What the exercise asks
Gather all lines in the entries below that include the word "reason".

-- Opening Marker --

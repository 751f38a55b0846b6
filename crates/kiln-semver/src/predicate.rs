//! Version range predicates used by mod dependencies

use std::fmt;
use std::str::FromStr;

use lazy_static::lazy_static;
use regex::Regex;

use crate::interval::{Endpoint, VersionInterval};
use crate::version::{SemanticVersion, Version, VersionError};

lazy_static! {
    // "1.x", "1.2.x", "1.2.*"
    static ref WILDCARD_RE: Regex = Regex::new(r"^(\d+)(?:\.(\d+))?\.[xX*]$").unwrap();
    static ref OR_SPLIT_RE: Regex = Regex::new(r"\s*\|\|\s*").unwrap();
}

/// Kind of a single version term
#[derive(Debug, Clone, Copy, PartialEq, Eq, Hash)]
pub enum TermKind {
    Any,
    Exact,
    GreaterOrEqual,
    LessOrEqual,
    Greater,
    Less,
    SameMajor,
    SameMinor,
}

/// One version range term
#[derive(Debug, Clone, PartialEq, Eq, Hash)]
pub enum VersionTerm {
    /// `*`
    Any,
    /// `1.2.3` or `=1.2.3`
    Exact(Version),
    /// `>=1.2.3`
    GreaterOrEqual(Version),
    /// `<=1.2.3`
    LessOrEqual(Version),
    /// `>1.2.3`
    Greater(Version),
    /// `<1.2.3`
    Less(Version),
    /// `^1.2.3` or `1.x`: at least the version, below the next major
    SameMajor(Version),
    /// `~1.2.3` or `1.2.x`: at least the version, below the next minor
    SameMinor(Version),
}

fn invalid(predicate: &str, reason: impl Into<String>) -> VersionError {
    VersionError::InvalidPredicate {
        predicate: predicate.to_string(),
        reason: reason.into(),
    }
}

impl VersionTerm {
    /// Parse a single term
    pub fn parse(term: &str) -> Result<Self, VersionError> {
        let term = term.trim();
        if term.is_empty() {
            return Err(invalid(term, "empty term"));
        }
        if term == "*" {
            return Ok(VersionTerm::Any);
        }

        if let Some(caps) = WILDCARD_RE.captures(term) {
            let major = caps[1]
                .parse::<u64>()
                .map_err(|e| invalid(term, e.to_string()))?;
            return Ok(match caps.get(2) {
                Some(minor) => {
                    let minor = minor
                        .as_str()
                        .parse::<u64>()
                        .map_err(|e| invalid(term, e.to_string()))?;
                    VersionTerm::SameMinor(Version::from_components(&[major, minor]))
                }
                None => VersionTerm::SameMajor(Version::from_components(&[major])),
            });
        }

        let (operator, rest) = ["^", "~", ">=", "<=", ">", "<", "="]
            .iter()
            .find_map(|op| term.strip_prefix(op).map(|rest| (*op, rest.trim())))
            .unwrap_or(("", term));

        let version = Version::parse(rest).map_err(|e| invalid(term, e.to_string()))?;
        if !version.is_semantic() && !operator.is_empty() && operator != "=" {
            return Err(invalid(term, "non-semantic versions only support exact matching"));
        }

        Ok(match operator {
            "^" => VersionTerm::SameMajor(version),
            "~" => VersionTerm::SameMinor(version),
            ">=" => VersionTerm::GreaterOrEqual(version),
            "<=" => VersionTerm::LessOrEqual(version),
            ">" => VersionTerm::Greater(version),
            "<" => VersionTerm::Less(version),
            _ => VersionTerm::Exact(version),
        })
    }

    /// Get the kind of this term
    pub fn kind(&self) -> TermKind {
        match self {
            VersionTerm::Any => TermKind::Any,
            VersionTerm::Exact(_) => TermKind::Exact,
            VersionTerm::GreaterOrEqual(_) => TermKind::GreaterOrEqual,
            VersionTerm::LessOrEqual(_) => TermKind::LessOrEqual,
            VersionTerm::Greater(_) => TermKind::Greater,
            VersionTerm::Less(_) => TermKind::Less,
            VersionTerm::SameMajor(_) => TermKind::SameMajor,
            VersionTerm::SameMinor(_) => TermKind::SameMinor,
        }
    }

    /// The version operand, `None` for `*`
    pub fn version(&self) -> Option<&Version> {
        match self {
            VersionTerm::Any => None,
            VersionTerm::Exact(v)
            | VersionTerm::GreaterOrEqual(v)
            | VersionTerm::LessOrEqual(v)
            | VersionTerm::Greater(v)
            | VersionTerm::Less(v)
            | VersionTerm::SameMajor(v)
            | VersionTerm::SameMinor(v) => Some(v),
        }
    }

    /// The interval of versions this term admits
    pub fn interval(&self) -> VersionInterval {
        let bounded = |upper: fn(&SemanticVersion) -> SemanticVersion, v: &Version| match v {
            Version::Semantic(s) => VersionInterval::new(
                Endpoint::Inclusive(v.clone()),
                Endpoint::Exclusive(Version::Semantic(upper(&s.release()))),
            ),
            Version::Opaque(_) => VersionInterval::exact(v.clone()),
        };

        match self {
            VersionTerm::Any => VersionInterval::any(),
            VersionTerm::Exact(v) => VersionInterval::exact(v.clone()),
            VersionTerm::GreaterOrEqual(v) => {
                VersionInterval::new(Endpoint::Inclusive(v.clone()), Endpoint::Unbounded)
            }
            VersionTerm::LessOrEqual(v) => {
                VersionInterval::new(Endpoint::Unbounded, Endpoint::Inclusive(v.clone()))
            }
            VersionTerm::Greater(v) => {
                VersionInterval::new(Endpoint::Exclusive(v.clone()), Endpoint::Unbounded)
            }
            VersionTerm::Less(v) => {
                VersionInterval::new(Endpoint::Unbounded, Endpoint::Exclusive(v.clone()))
            }
            VersionTerm::SameMajor(v) => bounded(SemanticVersion::next_major, v),
            VersionTerm::SameMinor(v) => bounded(SemanticVersion::next_minor, v),
        }
    }

    /// Check if a version satisfies this term
    pub fn matches(&self, version: &Version) -> bool {
        match self {
            VersionTerm::Any => true,
            VersionTerm::Exact(v) => v == version,
            _ => self.interval().contains(version),
        }
    }

    /// Human-readable description for diagnostics
    pub fn describe(&self) -> String {
        match self {
            VersionTerm::Any => "any version".to_string(),
            VersionTerm::Exact(v) => format!("version {}", v),
            VersionTerm::GreaterOrEqual(v) => format!("version {} or later", v),
            VersionTerm::LessOrEqual(v) => format!("version {} or earlier", v),
            VersionTerm::SameMajor(Version::Semantic(s)) => {
                format!("any {}.x version", s.component(0))
            }
            VersionTerm::SameMinor(Version::Semantic(s)) => {
                format!("any {}.{}.x version", s.component(0), s.component(1))
            }
            _ => format!("version {}", self.interval()),
        }
    }
}

impl fmt::Display for VersionTerm {
    fn fmt(&self, f: &mut fmt::Formatter<'_>) -> fmt::Result {
        match self {
            VersionTerm::Any => write!(f, "*"),
            VersionTerm::Exact(v) => write!(f, "{}", v),
            VersionTerm::GreaterOrEqual(v) => write!(f, ">={}", v),
            VersionTerm::LessOrEqual(v) => write!(f, "<={}", v),
            VersionTerm::Greater(v) => write!(f, ">{}", v),
            VersionTerm::Less(v) => write!(f, "<{}", v),
            VersionTerm::SameMajor(v) => write!(f, "^{}", v),
            VersionTerm::SameMinor(v) => write!(f, "~{}", v),
        }
    }
}

/// A dependency version predicate: one or more terms joined by OR
#[derive(Debug, Clone, PartialEq, Eq, Hash)]
pub struct VersionPredicate {
    terms: Vec<VersionTerm>,
}

impl VersionPredicate {
    /// A predicate matching every version
    pub fn any() -> Self {
        Self {
            terms: vec![VersionTerm::Any],
        }
    }

    /// Build a predicate from already parsed terms
    pub fn from_terms(terms: Vec<VersionTerm>) -> Result<Self, VersionError> {
        if terms.is_empty() {
            return Err(invalid("", "no terms"));
        }
        Ok(Self { terms })
    }

    /// Parse a predicate string with `||` separated alternatives
    pub fn parse(predicate: &str) -> Result<Self, VersionError> {
        let terms = OR_SPLIT_RE
            .split(predicate.trim())
            .map(VersionTerm::parse)
            .collect::<Result<Vec<_>, _>>()
            .map_err(|e| match e {
                VersionError::InvalidPredicate { reason, .. } => invalid(predicate, reason),
                other => other,
            })?;
        Self::from_terms(terms)
    }

    /// Parse a list of alternatives, as written in descriptors
    pub fn parse_all<S: AsRef<str>>(alternatives: &[S]) -> Result<Self, VersionError> {
        let mut terms = Vec::new();
        for alternative in alternatives {
            terms.extend(Self::parse(alternative.as_ref())?.terms);
        }
        Self::from_terms(terms)
    }

    /// The OR-ed terms
    pub fn terms(&self) -> &[VersionTerm] {
        &self.terms
    }

    /// Check if a version satisfies any term
    pub fn matches(&self, version: &Version) -> bool {
        self.terms.iter().any(|t| t.matches(version))
    }

    /// Check if this predicate matches everything
    pub fn is_any(&self) -> bool {
        self.terms.iter().any(|t| *t == VersionTerm::Any)
    }

    /// One interval per term
    pub fn intervals(&self) -> Vec<VersionInterval> {
        self.terms.iter().map(VersionTerm::interval).collect()
    }

    /// Human-readable description for diagnostics
    pub fn describe(&self) -> String {
        let parts: Vec<String> = self.terms.iter().map(VersionTerm::describe).collect();
        parts.join(" or ")
    }
}

impl FromStr for VersionPredicate {
    type Err = VersionError;

    fn from_str(s: &str) -> Result<Self, Self::Err> {
        VersionPredicate::parse(s)
    }
}

impl fmt::Display for VersionPredicate {
    fn fmt(&self, f: &mut fmt::Formatter<'_>) -> fmt::Result {
        let parts: Vec<String> = self.terms.iter().map(VersionTerm::to_string).collect();
        write!(f, "{}", parts.join(" || "))
    }
}

#[cfg(test)]
mod tests {
    use super::*;

    fn v(s: &str) -> Version {
        Version::parse(s).unwrap()
    }

    fn p(s: &str) -> VersionPredicate {
        VersionPredicate::parse(s).unwrap()
    }

    #[test]
    fn test_parse_terms() {
        assert_eq!(VersionTerm::parse("*").unwrap(), VersionTerm::Any);
        assert_eq!(VersionTerm::parse("1.2.3").unwrap().kind(), TermKind::Exact);
        assert_eq!(VersionTerm::parse("=1.2.3").unwrap().kind(), TermKind::Exact);
        assert_eq!(VersionTerm::parse(">=1.2").unwrap().kind(), TermKind::GreaterOrEqual);
        assert_eq!(VersionTerm::parse("<= 1.2").unwrap().kind(), TermKind::LessOrEqual);
        assert_eq!(VersionTerm::parse(">1").unwrap().kind(), TermKind::Greater);
        assert_eq!(VersionTerm::parse("<1").unwrap().kind(), TermKind::Less);
        assert_eq!(VersionTerm::parse("^1.2").unwrap().kind(), TermKind::SameMajor);
        assert_eq!(VersionTerm::parse("~1.2").unwrap().kind(), TermKind::SameMinor);
        assert_eq!(VersionTerm::parse("1.x").unwrap().kind(), TermKind::SameMajor);
        assert_eq!(VersionTerm::parse("1.2.x").unwrap().kind(), TermKind::SameMinor);
    }

    #[test]
    fn test_parse_errors() {
        assert!(VersionPredicate::parse("").is_err());
        assert!(VersionPredicate::parse(">=").is_err());
        assert!(VersionPredicate::parse("^beta").is_err());
        assert!(VersionPredicate::parse("1.0 ||").is_err());
    }

    #[test]
    fn test_opaque_exact() {
        let predicate = p("22w13a");
        assert!(predicate.matches(&v("22w13a")));
        assert!(!predicate.matches(&v("22w14a")));
    }

    #[test]
    fn test_matches() {
        assert!(p(">=1.0").matches(&v("1.0.0")));
        assert!(p(">=1.0").matches(&v("3.0")));
        assert!(!p(">=1.0").matches(&v("0.9")));
        assert!(p("<=1.0").matches(&v("1.0")));
        assert!(!p("<1.0").matches(&v("1.0")));
        assert!(p("^1.2").matches(&v("1.9.9")));
        assert!(!p("^1.2").matches(&v("2.0.0")));
        assert!(!p("^1.2").matches(&v("1.1")));
        assert!(p("~1.2").matches(&v("1.2.7")));
        assert!(!p("~1.2").matches(&v("1.3.0")));
        assert!(p("*").matches(&v("anything")));
    }

    #[test]
    fn test_or_terms() {
        let predicate = p("1.0 || >=2.0");
        assert_eq!(predicate.terms().len(), 2);
        assert!(predicate.matches(&v("1.0")));
        assert!(!predicate.matches(&v("1.5")));
        assert!(predicate.matches(&v("2.1")));
        assert_eq!(predicate.to_string(), "1.0 || >=2.0");

        let listed = VersionPredicate::parse_all(&["1.0", ">=2.0"]).unwrap();
        assert_eq!(listed, predicate);
    }

    #[test]
    fn test_describe() {
        assert_eq!(p("1.2.3").describe(), "version 1.2.3");
        assert_eq!(p(">=1.2").describe(), "version 1.2 or later");
        assert_eq!(p("<=1.2").describe(), "version 1.2 or earlier");
        assert_eq!(p("^1.2").describe(), "any 1.x version");
        assert_eq!(p("~1.2").describe(), "any 1.2.x version");
        assert_eq!(p("*").describe(), "any version");
        assert_eq!(p(">1.0").describe(), "version (1.0,∞)");
        assert_eq!(p("1.0 || 2.0").describe(), "version 1.0 or version 2.0");
    }

    #[test]
    fn test_intervals() {
        let intervals = p("^1.2 || 3.0").intervals();
        assert_eq!(intervals[0].to_string(), "[1.2,2.0)");
        assert_eq!(intervals[1].to_string(), "[3.0,3.0]");
    }
}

-- Closing Marker --

Output for this exercise
fn invalid(predicate: &str, reason: impl Into<String>) -> VersionError {
        reason: reason.into(),
                VersionError::InvalidPredicate { reason, .. } => invalid(predicate, reason),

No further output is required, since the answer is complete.